His commander looked upwards in a moment of thoughtful meditation braiding his fingers together against his chest. The seemingly serene pose, combined with his chronically wild mop of hair, made the old man look like some sort of bizarre tribal mystic consulting his gods. Carl Knute's gods, Briareos supposed, were the opposing forces of Justice and Practicality. There wasn't much room for mercy under either of their auspices.
"I hope you will appreciate, lieutenant, that the _first_ request I received was that we dress you in some ridiculous futuristic costume armor, and put on a demonstration on the proving grounds with the aid of some of the movie-industry's finest pyrotechnics..."
"Oh god, no. Please no." He buried his face in his hands. "I just... want to do my job. Why can't they let me do my job? If I wanted Hollywood, I'd have gone to Hollywood!"
"Indeed." Colonel Knute sighed in annoyance. "It's hard enough to stay on top of crime in this city without the constant distractions. Frankly at this point I'm forced to consider authorizing the hire of another full time PR person to the department just to deal with requests for _you_. Which while good for overall publicity, is completely untenable."
"Thank you sir."
"Don't thank me, it's an entirely selfish response. You cost too damned much to be put on a shelf. The department paid a disgusting amount of money to the army after your return as a way of soothing ruffled feathers over the whole mistaken identity debacle. And no, you don't need to remind me that you also provided considerable private funds as well. I am aware. But still. You, young man, are bought and paid for by me, twice over, at this point. I intend to get my money's worth out of you. Which cannot be done, if you're not _working_."
"Thank you?
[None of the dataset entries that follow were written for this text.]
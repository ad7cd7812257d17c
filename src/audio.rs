//! WAV audio output utilities.

use crate::error::{Result, TtsError};
use hound::{SampleFormat, WavSpec, WavWriter};
use std::fs::File;
use std::io::{BufWriter, Cursor, Seek, Write};
use std::path::Path;

/// Length of the text prefix used in generated output file names.
pub(crate) const FILE_PREFIX_LEN: usize = 20;

fn wav_spec(sample_rate: u32) -> WavSpec {
    WavSpec {
        channels: 1,
        sample_rate,
        bits_per_sample: 16,
        sample_format: SampleFormat::Int,
    }
}

fn io_error(err: hound::Error) -> TtsError {
    match err {
        hound::Error::IoError(err) => TtsError::Io(err),
        other => TtsError::Io(std::io::Error::other(other)),
    }
}

/// Clamp to [-1.0, 1.0] and quantize to signed 16-bit by truncation.
pub(crate) fn quantize(sample: f32) -> i16 {
    let clamped = if sample.is_nan() { 0.0 } else { sample.clamp(-1.0, 1.0) };
    (clamped * i16::MAX as f32) as i16
}

fn write_samples<W: Write + Seek>(writer: W, samples: &[f32], sample_rate: u32) -> Result<()> {
    let mut writer = WavWriter::new(writer, wav_spec(sample_rate)).map_err(io_error)?;
    for &sample in samples {
        writer.write_sample(quantize(sample)).map_err(io_error)?;
    }
    writer.finalize().map_err(io_error)
}

/// Serialize samples as a mono 16-bit PCM RIFF/WAVE container.
pub fn encode_wav(samples: &[f32], sample_rate: u32) -> Result<Vec<u8>> {
    let mut cursor = Cursor::new(Vec::with_capacity(44 + samples.len() * 2));
    write_samples(&mut cursor, samples, sample_rate)?;
    Ok(cursor.into_inner())
}

/// Save audio samples to a WAV file.
///
/// Args:
///     samples: Audio samples, clamped to [-1.0, 1.0] on write
///     path: Output file path
///     sample_rate: Sample rate in Hz
pub fn save_wav(samples: &[f32], path: &Path, sample_rate: u32) -> Result<()> {
    let file = File::create(path)?;
    write_samples(BufWriter::new(file), samples, sample_rate)
}

/// Replace every non-alphanumeric character with `_`, keeping at most
/// `max_len` characters of the input.
pub fn sanitize_filename(text: &str, max_len: usize) -> String {
    text.chars()
        .take(max_len)
        .map(|c| if c.is_ascii_alphanumeric() { c } else { '_' })
        .collect()
}

/// File name for one synthesized item: sanitized text prefix plus a 1-based run index.
pub fn output_file_name(text: &str, run: usize) -> String {
    format!("{}_{}.wav", sanitize_filename(text, FILE_PREFIX_LEN), run)
}
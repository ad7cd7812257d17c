//! Padding and mask construction for batched inference inputs.

use ndarray::{Array2, Array3};

/// Build a `[B, 1, max_len]` mask with 1.0 at valid positions.
///
/// `max_len` defaults to the longest length. Lengths beyond `max_len` are
/// clipped to it.
pub fn length_to_mask(lengths: &[usize], max_len: Option<usize>) -> Array3<f32> {
    let max_len = max_len.unwrap_or_else(|| lengths.iter().copied().max().unwrap_or(0));
    let mut mask = Array3::<f32>::zeros((lengths.len(), 1, max_len));
    for (i, &len) in lengths.iter().enumerate() {
        for j in 0..len.min(max_len) {
            mask[[i, 0, j]] = 1.0;
        }
    }
    mask
}

/// Right-pad every row with 0 to `max_len`, truncating longer rows.
pub fn pad_sequences(rows: &[Vec<i64>], max_len: usize) -> Array2<i64> {
    let mut padded = Array2::<i64>::zeros((rows.len(), max_len));
    for (i, row) in rows.iter().enumerate() {
        for (j, &id) in row.iter().take(max_len).enumerate() {
            padded[[i, j]] = id;
        }
    }
    padded
}

/// Waveform length in samples for each predicted duration (truncating).
pub fn wav_lengths(durations: &[f32], sample_rate: u32) -> Vec<usize> {
    durations
        .iter()
        .map(|&d| (d.max(0.0) * sample_rate as f32) as usize)
        .collect()
}

/// Number of latent frames needed to cover `wav_len` samples.
pub fn latent_length(wav_len: usize, chunk_size: usize) -> usize {
    wav_len.div_ceil(chunk_size)
}

/// Latent validity mask for per-item waveform lengths, padded to `latent_len` frames.
pub fn latent_mask(wav_lengths: &[usize], chunk_size: usize, latent_len: usize) -> Array3<f32> {
    let latent_lengths: Vec<usize> = wav_lengths
        .iter()
        .map(|&len| latent_length(len, chunk_size))
        .collect();
    length_to_mask(&latent_lengths, Some(latent_len))
}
I think?" Briareos put his hands down, half tempted to laugh at the rant, despite the fact that the central argument there in was his fundamental indentured slavery to SWAT. As slavery went, it wasn't so bad.
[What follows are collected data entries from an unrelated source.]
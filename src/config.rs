//! Model configuration and synthesis options.

use crate::error::{Result, TtsError};
use serde::{Deserialize, Serialize};
use std::fs::File;
use std::io::BufReader;
use std::path::{Path, PathBuf};

/// Auto-encoder section of `tts.json`.
#[derive(Debug, Clone, Serialize, Deserialize)]
pub struct AeConfig {
    pub sample_rate: u32,
    pub base_chunk_size: usize,
}

/// Text-to-latent section of `tts.json`.
#[derive(Debug, Clone, Serialize, Deserialize)]
pub struct TtlConfig {
    pub chunk_compress_factor: usize,
    pub latent_dim: usize,
}

/// Read-only scalar parameters of a loaded model set.
#[derive(Debug, Clone, Serialize, Deserialize)]
pub struct Config {
    pub ae: AeConfig,
    pub ttl: TtlConfig,
}

impl Config {
    pub fn new(
        sample_rate: u32,
        base_chunk_size: usize,
        chunk_compress_factor: usize,
        latent_dim: usize,
    ) -> Self {
        Self {
            ae: AeConfig {
                sample_rate,
                base_chunk_size,
            },
            ttl: TtlConfig {
                chunk_compress_factor,
                latent_dim,
            },
        }
    }

    /// Load and validate a `tts.json` document.
    pub fn load(path: &Path) -> Result<Self> {
        let file = File::open(path)
            .map_err(|e| TtsError::load(format!("config {}: {}", path.display(), e)))?;
        let config: Config = serde_json::from_reader(BufReader::new(file))
            .map_err(|e| TtsError::load(format!("config {}: {}", path.display(), e)))?;
        config
            .validate()
            .map_err(|e| TtsError::load(format!("config {}: {}", path.display(), e)))?;
        Ok(config)
    }

    /// Check that every size is non-zero; latent sizing divides by them.
    pub fn validate(&self) -> Result<()> {
        let fields = [
            ("ae.sample_rate", self.ae.sample_rate as usize),
            ("ae.base_chunk_size", self.ae.base_chunk_size),
            ("ttl.chunk_compress_factor", self.ttl.chunk_compress_factor),
            ("ttl.latent_dim", self.ttl.latent_dim),
        ];
        for (name, value) in fields {
            if value == 0 {
                return Err(TtsError::invalid_input(format!("{} must be positive", name)));
            }
        }
        Ok(())
    }

    pub fn sample_rate(&self) -> u32 {
        self.ae.sample_rate
    }

    /// Number of waveform samples covered by one latent frame.
    pub fn chunk_size(&self) -> usize {
        self.ae.base_chunk_size * self.ttl.chunk_compress_factor
    }

    /// Channel count of the latent tensor.
    pub fn latent_channels(&self) -> usize {
        self.ttl.latent_dim * self.ttl.chunk_compress_factor
    }
}

/// File layout of a model directory.
#[derive(Clone, Debug)]
pub struct RuntimeConfig {
    pub onnx_dir: PathBuf,
    pub use_gpu: bool,
}

impl RuntimeConfig {
    pub fn new(onnx_dir: impl Into<PathBuf>) -> Self {
        Self {
            onnx_dir: onnx_dir.into(),
            use_gpu: false,
        }
    }

    /// Build from `TTS_ONNX_DIR` (default `assets/onnx`) and `TTS_USE_GPU`.
    pub fn from_env() -> Self {
        let onnx_dir = std::env::var("TTS_ONNX_DIR").unwrap_or_else(|_| "assets/onnx".to_string());
        let use_gpu = std::env::var("TTS_USE_GPU")
            .map(|value| env_flag(&value))
            .unwrap_or(false);
        Self::new(onnx_dir).with_gpu(use_gpu)
    }

    pub fn with_gpu(mut self, use_gpu: bool) -> Self {
        self.use_gpu = use_gpu;
        self
    }

    pub fn config_path(&self) -> PathBuf {
        self.onnx_dir.join("tts.json")
    }

    pub fn symbol_table_path(&self) -> PathBuf {
        self.onnx_dir.join("unicode_indexer.json")
    }

    pub fn model_path(&self, file_name: &str) -> PathBuf {
        self.onnx_dir.join(file_name)
    }
}

fn env_flag(value: &str) -> bool {
    matches!(
        value.trim().to_ascii_lowercase().as_str(),
        "1" | "true" | "yes" | "y" | "on"
    )
}

/// Per-request synthesis parameters.
#[derive(Clone, Debug)]
pub struct SynthesisOptions {
    /// Number of denoising steps.
    pub total_step: usize,
    /// Speech speed multiplier; predicted durations are divided by it.
    pub speed: f32,
    /// Seconds of silence inserted between chunks of a long text.
    pub silence_duration: f32,
    /// Character budget of one chunk.
    pub max_chunk_len: usize,
    /// Fixed seed for the initial noise; `None` draws from entropy.
    pub seed: Option<u64>,
}

impl Default for SynthesisOptions {
    fn default() -> Self {
        Self {
            total_step: 5,
            speed: 1.0,
            silence_duration: 0.3,
            max_chunk_len: 300,
            seed: None,
        }
    }
}

impl SynthesisOptions {
    pub fn with_total_step(mut self, total_step: usize) -> Self {
        self.total_step = total_step;
        self
    }

    pub fn with_speed(mut self, speed: f32) -> Self {
        self.speed = speed;
        self
    }

    pub fn with_silence_duration(mut self, seconds: f32) -> Self {
        self.silence_duration = seconds;
        self
    }

    pub fn with_max_chunk_len(mut self, max_chunk_len: usize) -> Self {
        self.max_chunk_len = max_chunk_len;
        self
    }

    pub fn with_seed(mut self, seed: u64) -> Self {
        self.seed = Some(seed);
        self
    }

    pub fn validate(&self) -> Result<()> {
        if self.total_step == 0 {
            return Err(TtsError::invalid_input("total_step must be at least 1"));
        }
        if !self.speed.is_finite() || self.speed <= 0.0 {
            return Err(TtsError::invalid_input(format!(
                "speed must be a positive number, got {}",
                self.speed
            )));
        }
        if !self.silence_duration.is_finite() || self.silence_duration < 0.0 {
            return Err(TtsError::invalid_input(format!(
                "silence_duration must be non-negative, got {}",
                self.silence_duration
            )));
        }
        if self.max_chunk_len == 0 {
            return Err(TtsError::invalid_input("max_chunk_len must be at least 1"));
        }
        Ok(())
    }
}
"So." Carl continued, looking his usual stern self. "A compromise has been reached. Namely, you, attending this year's Christmas ball downtown at the Governor's mansion as part of the police delegation. We do an official announcement of your merits and achievements, a short, and may I say _heavily_ edited video of your on-field tactics... _with_ your teammates so that they can see you all in action and pat themselves on the back. The governor and his aides all get a few pictures and handshakes, you get a nice dinner. And we all can get back to work the following morning with the minimum of fuss. I've already contacted the department's tailor on your behalf. Your new dress uniform will be ready a week before hand."
"Eugh." Briareos sat back, already not-looking-forward to the way the stiff feeling coat would pin his arms. "Better than a space-man-costume, I guess."
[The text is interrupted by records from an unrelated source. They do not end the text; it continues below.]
//! Supertonic TTS Inference Library
//!
//! Orchestrates a four-stage text-to-speech model (duration predictor, text
//! encoder, iterative vector estimator, vocoder) behind a pluggable
//! [`InferenceEngine`]. The ONNX Runtime engine lives behind the `onnx` feature;
//! the HTTP server binary behind `server`.

mod audio;
pub mod chunk;
pub mod config;
pub mod engine;
pub mod error;
pub mod latent;
pub mod normalize;
#[cfg(feature = "onnx")]
pub mod onnx;
pub mod pipeline;
pub mod preprocessing;
pub mod runtime;
pub mod service;
pub mod trace;
pub mod vocab;
pub mod voice;

pub use audio::{encode_wav, output_file_name, sanitize_filename, save_wav};
pub use chunk::chunk_text;
pub use config::{Config, RuntimeConfig, SynthesisOptions};
pub use engine::{InferenceEngine, Stage, Tensor, TensorInputs, TensorOutputs};
pub use error::{Result, TtsError};
pub use normalize::{normalize, NormalizedText};
#[cfg(feature = "onnx")]
pub use onnx::OnnxEngine;
pub use pipeline::TextToSpeech;
pub use preprocessing::length_to_mask;
#[cfg(feature = "onnx")]
pub use runtime::load;
pub use runtime::{load_assets, SynthesisResult};
pub use service::{package_audio, run_job, AudioResponse, OneOrMany, TtsJob, TtsRequest};
pub use trace::SynthesisTrace;
pub use vocab::{EncodedBatch, SymbolTable};
pub use voice::VoiceStyle;
//! Initial noise latents sized from predicted durations.

use crate::config::Config;
use crate::preprocessing::{latent_length, latent_mask, wav_lengths};
use ndarray::Array3;
use rand::Rng;
use rand_distr::{Distribution, StandardNormal};

/// Working buffer of the denoising loop together with its validity mask.
#[derive(Clone, Debug)]
pub struct LatentState {
    /// `[B, latent_dim * compress_factor, T]`
    pub latent: Array3<f32>,
    /// `[B, 1, T]`
    pub mask: Array3<f32>,
}

impl LatentState {
    /// Padded latent time extent shared by every batch item.
    pub fn time_len(&self) -> usize {
        self.latent.shape()[2]
    }
}

/// Padded latent length for a batch of durations (seconds).
pub fn padded_latent_len(durations: &[f32], config: &Config) -> usize {
    let wav_len_max = wav_lengths(durations, config.sample_rate())
        .into_iter()
        .max()
        .unwrap_or(0);
    latent_length(wav_len_max, config.chunk_size())
}

/// Draw standard-normal noise for each item and zero the padded frames.
pub fn sample_noisy_latent<R: Rng + ?Sized>(
    durations: &[f32],
    config: &Config,
    rng: &mut R,
) -> LatentState {
    let chunk_size = config.chunk_size();
    let lengths = wav_lengths(durations, config.sample_rate());
    let latent_len = padded_latent_len(durations, config);

    let shape = (durations.len(), config.latent_channels(), latent_len);
    let mut latent = Array3::<f32>::from_shape_simple_fn(shape, || StandardNormal.sample(rng));
    let mask = latent_mask(&lengths, chunk_size, latent_len);
    latent *= &mask;

    LatentState { latent, mask }
}
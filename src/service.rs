//! HTTP request handling: the `/tts` request body, its validation, and
//! packaging of synthesized items as one WAV or a zip of WAVs.
//!
//! The axum server binary (feature `server`) is a thin shell over this module.

use crate::audio::{encode_wav, sanitize_filename};
use crate::config::SynthesisOptions;
use crate::error::{Result, TtsError};
use crate::pipeline::TextToSpeech;
use crate::runtime::SynthesisResult;
use crate::voice::VoiceStyle;
use serde::Deserialize;
use std::collections::HashSet;
use std::io::{Cursor, Write};
use std::path::PathBuf;
use tracing::info;
use zip::write::SimpleFileOptions;
use zip::{CompressionMethod, ZipWriter};

pub const DEFAULT_VOICE_STYLE: &str = "assets/voice_styles/M1.json";
pub const MAX_TOTAL_STEP: usize = 50;
/// Characters of the request text kept in a response file name.
pub const FILE_NAME_LEN: usize = 40;
pub const ZIP_FILE_NAME: &str = "tts_outputs.zip";

/// A JSON field that accepts a single string or a list of strings.
#[derive(Clone, Debug, Deserialize, PartialEq)]
#[serde(untagged)]
pub enum OneOrMany {
    One(String),
    Many(Vec<String>),
}

impl OneOrMany {
    pub fn into_vec(self) -> Vec<String> {
        match self {
            OneOrMany::One(value) => vec![value],
            OneOrMany::Many(values) => values,
        }
    }
}

/// Body of `POST /tts`.
#[derive(Clone, Debug, Deserialize)]
pub struct TtsRequest {
    pub text: OneOrMany,
    /// Voice style JSON path(s), one per text in batch mode.
    #[serde(default = "default_voice_style")]
    pub voice_style: OneOrMany,
    #[serde(default = "default_total_step")]
    pub total_step: usize,
    #[serde(default = "default_speed")]
    pub speed: f32,
    #[serde(default)]
    pub batch: bool,
    /// Silence between chunks; only used outside batch mode.
    #[serde(default = "default_silence_duration")]
    pub silence_duration: f32,
}

fn default_voice_style() -> OneOrMany {
    OneOrMany::One(DEFAULT_VOICE_STYLE.to_string())
}

fn default_total_step() -> usize {
    5
}

fn default_speed() -> f32 {
    1.05
}

fn default_silence_duration() -> f32 {
    0.3
}

/// A validated request, ready to run against a session.
#[derive(Clone, Debug)]
pub struct TtsJob {
    pub texts: Vec<String>,
    pub voice_styles: Vec<PathBuf>,
    pub options: SynthesisOptions,
    pub batch: bool,
}

impl TtsRequest {
    /// Check counts and option ranges.
    ///
    /// Batch mode needs one voice style per text. Otherwise exactly one text
    /// and one voice style are allowed.
    pub fn into_job(self) -> Result<TtsJob> {
        let texts = self.text.into_vec();
        let voice_styles: Vec<PathBuf> = self
            .voice_style
            .into_vec()
            .into_iter()
            .map(PathBuf::from)
            .collect();

        if self.batch {
            if texts.len() != voice_styles.len() {
                return Err(TtsError::invalid_input(
                    "text and voice_style must have the same length",
                ));
            }
            if texts.is_empty() {
                return Err(TtsError::invalid_input("text must not be empty"));
            }
        } else if texts.len() != 1 || voice_styles.len() != 1 {
            return Err(TtsError::invalid_input(
                "non-batch mode requires a single text and voice_style",
            ));
        }

        if self.total_step > MAX_TOTAL_STEP {
            return Err(TtsError::invalid_input(format!(
                "total_step must be at most {}, got {}",
                MAX_TOTAL_STEP, self.total_step
            )));
        }
        let options = SynthesisOptions::default()
            .with_total_step(self.total_step)
            .with_speed(self.speed)
            .with_silence_duration(self.silence_duration);
        options.validate()?;

        Ok(TtsJob {
            texts,
            voice_styles,
            options,
            batch: self.batch,
        })
    }
}

/// Load the job's voice styles and synthesize.
pub fn run_job(tts: &mut TextToSpeech, job: &TtsJob) -> Result<SynthesisResult> {
    let style = VoiceStyle::load(&job.voice_styles)?;
    info!(
        texts = job.texts.len(),
        batch = job.batch,
        total_step = job.options.total_step,
        "Running TTS request"
    );
    if job.batch {
        tts.synthesize_batch(&job.texts, &style, &job.options)
    } else {
        tts.synthesize(&job.texts[0], &style, &job.options)
    }
}

/// Encoded response body with its content type and download name.
#[derive(Clone, Debug)]
pub struct AudioResponse {
    pub content_type: &'static str,
    pub file_name: String,
    pub body: Vec<u8>,
}

impl AudioResponse {
    pub fn content_disposition(&self) -> String {
        format!("attachment; filename=\"{}\"", self.file_name)
    }
}

/// One WAV for a single item, otherwise a deflated zip with one WAV per item.
///
/// `texts` names the files; an item whose text sanitizes to nothing falls
/// back to `tts` (single) or `tts_{n}` (zip, 1-based).
pub fn package_audio(result: &SynthesisResult, texts: &[String]) -> Result<AudioResponse> {
    let items = result.items();
    if items.len() == 1 {
        let stem = item_stem(texts.first().map(String::as_str), "tts".to_string());
        return Ok(AudioResponse {
            content_type: "audio/wav",
            file_name: format!("{stem}.wav"),
            body: encode_wav(items[0], result.sample_rate)?,
        });
    }

    let mut archive = ZipWriter::new(Cursor::new(Vec::new()));
    let options = SimpleFileOptions::default().compression_method(CompressionMethod::Deflated);
    let mut used = HashSet::new();
    for (index, samples) in items.iter().enumerate() {
        let mut stem = item_stem(
            texts.get(index).map(String::as_str),
            format!("tts_{}", index + 1),
        );
        // Repeated texts would collide inside the archive.
        if !used.insert(stem.clone()) {
            stem = format!("{}_{}", stem, index + 1);
            used.insert(stem.clone());
        }
        archive.start_file(format!("{stem}.wav"), options)
            .map_err(zip_error)?;
        archive.write_all(&encode_wav(samples, result.sample_rate)?)?;
    }
    let body = archive.finish().map_err(zip_error)?.into_inner();

    Ok(AudioResponse {
        content_type: "application/zip",
        file_name: ZIP_FILE_NAME.to_string(),
        body,
    })
}

fn item_stem(text: Option<&str>, fallback: String) -> String {
    let stem = text
        .map(|text| sanitize_filename(text, FILE_NAME_LEN))
        .unwrap_or_default();
    if stem.is_empty() {
        fallback
    } else {
        stem
    }
}

fn zip_error(err: zip::result::ZipError) -> TtsError {
    TtsError::Io(std::io::Error::other(err))
}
"Or being asked to show up stripped to the waist." Carl agreed with a wolfish grin, pulling a new cigar from his drawer and retrieving the lighter from his pocket.
"You have got to be kidding."
The older man simply shook his head in disgust. "Everyone wants a spectacle. And apparently dolling you up like some sort of futuristic-berserker is 'in fashion' this year. God help us all."
"Do I dare ask who else is going? Or am I to be thrown under the bus alone on this one?" Briareos swept the wrinkles from his pants, trying to not think of how embarrassing it would have been to be obliged to show up for a formal dinner half naked. Give the choice, he'd wear a damned tuxedo instead, and he _hated_ bow-ties.
"I will be there, naturally. And Captain Foed, who will probably be doing the actual presentation, since he has the flair for such things. Hollister and his wife will be there, so you won't be entirely at sea, in terms of people you know. He's down from the north representing the ICIS, and will enjoy catching up with you, I'm sure. Chief Geonetto and his crew will be representing Fire and Rescue as they do every year. If he tries to sweet talk you into volunteering your services? Don't say yes. They can get their _own_ cyborg. You're ours."
The old man grinned wickedly around his cigar at Briareos' noise of wordless disgust. "Those, I believe, will be the 'friendly' faces at least. As far as who else to watch for? Traci Lords will be there as liaison for central hospital blood and tissue bank. I don't doubt she'll have that horrible Fram woman in tow from the City Cybernetics Clinic and will want to corner you about 'giving back to your new community' in some way. Tell them they'll have to clear it with _us_ first and that you can't make any promises."
"Maybe I can have a training accident the day of..."
"Don't even think about it." His commander vetoed grimly. "They'll just reschedule for some other time, even more annoying."
"Is there anything else I should be aware of?" Briareos resigned himself to a stress-filled evening. "Other than to mind my manners and wipe my nose?"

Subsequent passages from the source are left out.